Самаил воспользовался оком всевидения. Он не хотел нарушать договор и подглядывать, и настроился только на интересующих его личностях. Он увидел трех людей, двух больших и одного маленького, а потом и своего приятеля Яхве, но с ним был и еще один человек. Лилит, сообразил бог. «А как же условие о невмешательстве в людские дела?» – с укоризной подумал Самаил. Но решив, что ему нет никого дела до друга, не соблюдавшего им же придуманную договоренность, тоже перенесся на созданную Яхве планету.
Ева, тихонько напевая, сидела на берегу и чистила пойманную рыбу. Невдалеке возился с сетью вихрастый, мосластый мальчуган, как две капли воды похожий на Адама. Скрытый кустом ивы, бог наблюдал за женщиной. Как же она хороша, подумал он. Ева, конечно, изменилась за те годы, которые он ее не видел.

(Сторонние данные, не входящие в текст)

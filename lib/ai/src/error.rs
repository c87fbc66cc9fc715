//! Error types for the AI crate.
//!
//! Errors are designed for layered context using rootcause:
//! - `LlmError`: Low-level LLM backend operations
//! - `GatewayError`: What the completion gateway reports to its caller

use std::fmt;

/// Errors from LLM backend operations.
#[derive(Debug, Clone, PartialEq, Eq)]
pub enum LlmError {
    /// Provider is unreachable.
    ProviderUnavailable { provider: String, reason: String },
    /// Provider answered with a non-success status.
    RequestFailed { status: Option<u16>, reason: String },
    /// Response parsing failed.
    ResponseParseFailed { reason: String },
    /// Response had no choices or no text.
    EmptyCompletion,
    /// Timeout waiting for response.
    Timeout,
    /// Invalid configuration.
    InvalidConfig { reason: String },
}

impl fmt::Display for LlmError {
    fn fmt(&self, f: &mut fmt::Formatter<'_>) -> fmt::Result {
        match self {
            Self::ProviderUnavailable { provider, reason } => {
                write!(f, "LLM provider '{provider}' unavailable: {reason}")
            }
            Self::RequestFailed {
                status: Some(status),
                reason,
            } => {
                write!(f, "LLM request failed with HTTP {status}: {reason}")
            }
            Self::RequestFailed {
                status: None,
                reason,
            } => {
                write!(f, "LLM request failed: {reason}")
            }
            Self::ResponseParseFailed { reason } => {
                write!(f, "failed to parse LLM response: {reason}")
            }
            Self::EmptyCompletion => write!(f, "LLM response contained no completion"),
            Self::Timeout => write!(f, "LLM request timed out"),
            Self::InvalidConfig { reason } => {
                write!(f, "invalid LLM configuration: {reason}")
            }
        }
    }
}

impl std::error::Error for LlmError {}

/// Errors from the completion gateway.
///
/// Deliberately coarse: callers only learn that the completion failed.
/// The underlying `LlmError` is logged where it happens.
#[derive(Debug, Clone, PartialEq, Eq)]
pub enum GatewayError {
    /// The provider call failed for any reason.
    CompletionFailed { model: String },
}

impl fmt::Display for GatewayError {
    fn fmt(&self, f: &mut fmt::Formatter<'_>) -> fmt::Result {
        match self {
            Self::CompletionFailed { model } => {
                write!(f, "failed to generate completion with model '{model}'")
            }
        }
    }
}

impl std::error::Error for GatewayError {}
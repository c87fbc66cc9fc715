//! Error types for the conversation crate.
//!
//! Errors are designed for layered context using rootcause:
//! - `SessionError`: Errors from a single region session
//! - `TransportError`: Errors from a completion round-trip
//! - `OrchestratorError`: Errors from multi-region operations

use std::fmt;

/// Errors from session operations.
#[derive(Debug, Clone, PartialEq, Eq)]
pub enum SessionError {
    /// The session is still awaiting a previous response.
    Busy { region: String },
}

impl fmt::Display for SessionError {
    fn fmt(&self, f: &mut fmt::Formatter<'_>) -> fmt::Result {
        match self {
            Self::Busy { region } => {
                write!(f, "session for {region} is awaiting a response")
            }
        }
    }
}

impl std::error::Error for SessionError {}

/// Errors from a completion round-trip.
#[derive(Debug, Clone, PartialEq, Eq)]
pub enum TransportError {
    /// The request never reached the gateway.
    RequestFailed { reason: String },
    /// The gateway answered with an error status.
    ServerError { status: u16, message: String },
    /// The gateway's answer could not be decoded.
    InvalidResponse { reason: String },
    /// No transport is available in this environment.
    Unavailable,
}

impl fmt::Display for TransportError {
    fn fmt(&self, f: &mut fmt::Formatter<'_>) -> fmt::Result {
        match self {
            Self::RequestFailed { reason } => write!(f, "request failed: {reason}"),
            Self::ServerError { status, message } => {
                write!(f, "server returned {status}: {message}")
            }
            Self::InvalidResponse { reason } => write!(f, "invalid response: {reason}"),
            Self::Unavailable => write!(f, "completion transport unavailable"),
        }
    }
}

impl std::error::Error for TransportError {}

/// Errors from orchestrator operations.
#[derive(Debug, Clone, PartialEq, Eq)]
pub enum OrchestratorError {
    /// The summarizing session is still awaiting a response.
    SummaryBusy { region: String },
    /// The summary round-trip failed.
    SummaryFailed { region: String, reason: String },
}

impl fmt::Display for OrchestratorError {
    fn fmt(&self, f: &mut fmt::Formatter<'_>) -> fmt::Result {
        match self {
            Self::SummaryBusy { region } => {
                write!(f, "cannot summarize: {region} is awaiting a response")
            }
            Self::SummaryFailed { region, reason } => {
                write!(f, "summary from {region} failed: {reason}")
            }
        }
    }
}

impl std::error::Error for OrchestratorError {}
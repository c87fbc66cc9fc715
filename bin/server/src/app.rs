//! Main Leptos application component and routing.

use crate::pages::ChatPage;
use leptos::prelude::*;
use leptos_meta::{Title, provide_meta_context};
use leptos_router::{
    components::{Route, Router, Routes},
    path,
};

#[component]
pub fn App() -> impl IntoView {
    provide_meta_context();

    view! {
        <Title text="Neuroscience Learning Chat"/>
        <Router>
            <main class="container">
                <Routes fallback=|| "Page not found.".into_view()>
                    <Route path=path!("/") view=ChatPage/>
                </Routes>
            </main>
        </Router>
    }
}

И, сама этого не подозревая, бросая вызов богиням вечного мира, превратилась в олицетворение женственности, хотя в ее глазах временами вспыхивала суровая искра, напоминавшая Самаилу взгляд Артемиды, которая женской компании предпочитала схватки с богами-мужчинами и обожала всякое оружие. А вот руки Евы даже издали выглядели сбитыми и натруженными физическим трудом. Но, как ни странно, Самаила, привыкшего к ухоженным пальчикам обитательниц вечного мира, это не смущало. Более того, он поймал себя на нехарактерном для него чувстве умиления. Как же царица Эдема натрудила ручки! А еще, подглядывая за Евой, Самаил понял одну вещь. Он уже не сомневался, что, пока живы его чувства, несмотря ни на какие соглашения с Яхве, он эту женщину не оставит. Конечно, ему и в голову не приходило забрать ее в вечный мир. Это было бы слишком экстравагантным поступком и предательством по отношению к Яхве и его планам. Но теперь Самаил уже не собирался надолго (по человеческим меркам) выпадать из жизни Евы.